(Problem requirements)
Go through the data and retrieve each line that includes the string "self".

[Stored data entries]
--------------------
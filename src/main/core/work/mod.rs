pub mod event;
pub mod event_queue;
pub mod task;
pub mod configuration;
pub mod logger;
pub mod main;
pub mod sim;
pub mod sim_config;
pub mod support;
pub mod transfer;
pub mod work;
pub mod worker;
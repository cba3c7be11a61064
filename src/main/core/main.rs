use std::ffi::OsString;

use anyhow::{self, Context};
use clap::Parser;

use crate::core::configuration::{CliOptions, ConfigFileOptions, ConfigOptions};
use crate::core::logger::{self, SimLogger};
use crate::core::sim::Simulation;
use crate::core::sim_config::SimConfig;
use crate::core::support::emulated_time::EmulatedTime;
use crate::core::transfer::BulkTransfer;

/// Main entry point for the simulator.
pub fn run_simulation(args: Vec<OsString>) -> anyhow::Result<()> {
    // parse the options from the command line
    let options = match CliOptions::try_parse_from(args.clone()) {
        Ok(x) => x,
        Err(e) => {
            // will print to either stdout or stderr with formatting
            let _ = e.print();
            if e.use_stderr() {
                // the `clap::Error` has the wrong exit code, so use our own
                std::process::exit(1);
            } else {
                std::process::exit(0);
            }
        }
    };

    // load the configuration yaml, from stdin if the filename is '-'
    let config_file: ConfigFileOptions = match options.config.as_str() {
        "-" => serde_yaml::from_reader(std::io::stdin())
            .context("Could not parse the configuration from stdin")?,
        filename => {
            let file = std::fs::File::open(filename)
                .with_context(|| format!("Could not open config file {filename:?}"))?;
            serde_yaml::from_reader(file)
                .with_context(|| format!("Could not parse configuration file {filename:?}"))?
        }
    };

    // generate the final configuration from the config file and cli options
    let config = ConfigOptions::new(config_file, options.clone());

    if options.show_config {
        print!(
            "{}",
            serde_yaml::to_string(&config).context("Could not serialize the configuration")?
        );
        return Ok(());
    }

    let sim_config = SimConfig::new(&config).context("Invalid configuration")?;

    // disable log buffering during startup so that we see every message immediately in the terminal
    SimLogger::init(config.log_level()).context("Could not initialize the logger")?;
    logger::set_buffering_enabled(false);

    // check if some log levels have been compiled out
    let log_level = config.log_level();
    if log_level > log::STATIC_MAX_LEVEL {
        log::warn!(
            "Log level set to {log_level}, but messages higher than {} have been compiled out",
            log::STATIC_MAX_LEVEL,
        );
    }

    log_args(&args);
    let stop_time = EmulatedTime::SIMULATION_START + sim_config.stop_time;

    let mut sim = Simulation::new(sim_config.latency);
    let mut names = Vec::with_capacity(sim_config.hosts.len());
    for params in sim_config.hosts {
        names.push(params.name.clone());
        sim.add_host(params).context("Could not add host")?;
    }

    let transfers: Vec<_> = sim_config
        .transfers
        .into_iter()
        .map(BulkTransfer::new)
        .collect();
    for transfer in &transfers {
        transfer.start(&mut sim)?;
    }

    log::info!("Starting the simulation with {} hosts", names.len());

    // buffer log messages while the simulation runs
    logger::set_buffering_enabled(true);
    sim.run_until(stop_time);
    logger::set_buffering_enabled(false);

    log::info!("Finished the simulation at {}", sim_config.stop_time);
    log::logger().flush();

    print_summary(&sim, &names, &transfers);

    let failed = transfers.iter().filter(|x| !x.report().is_complete()).count();
    if failed > 0 {
        anyhow::bail!("{failed} of {} transfers did not complete", transfers.len());
    }

    Ok(())
}

fn print_summary(sim: &Simulation, names: &[String], transfers: &[BulkTransfer]) {
    let name = |id: crate::host::host::HostId| {
        names
            .get(u32::from(id) as usize)
            .map(String::as_str)
            .unwrap_or("?")
    };

    for host in sim.hosts() {
        let stats = host.stats();
        println!(
            "host {}: sent {} packets ({} bytes), received {} packets ({} bytes), dropped {} packets",
            host.name(),
            stats.packets_sent,
            stats.bytes_sent,
            stats.packets_received,
            stats.bytes_received,
            stats.packets_dropped,
        );
    }

    let net = sim.stats();
    println!(
        "network: routed {} packets, dropped {} packets",
        net.packets_routed, net.packets_dropped
    );

    for transfer in transfers {
        let info = transfer.info();
        let report = transfer.report();

        let outcome = match (&report.error, report.completed_at) {
            (Some(e), _) => format!("failed: {e}"),
            (None, Some(t)) => match t.checked_duration_since(&EmulatedTime::SIMULATION_START) {
                Some(t) => format!("completed at {t}"),
                None => "completed".to_string(),
            },
            (None, None) => "did not complete".to_string(),
        };

        println!(
            "transfer {} -> {} ({}): {} of {} bytes received, {outcome}",
            name(info.client),
            name(info.server),
            info.server_addr,
            report.bytes_received,
            info.size,
        );
    }
}

fn log_args(args: &[OsString]) {
    for arg in args {
        log::info!("arg: {}", arg.to_string_lossy());
    }
}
--------------------
(Expected output)
use anyhow::{self, Context};
use crate::core::logger::{self, SimLogger};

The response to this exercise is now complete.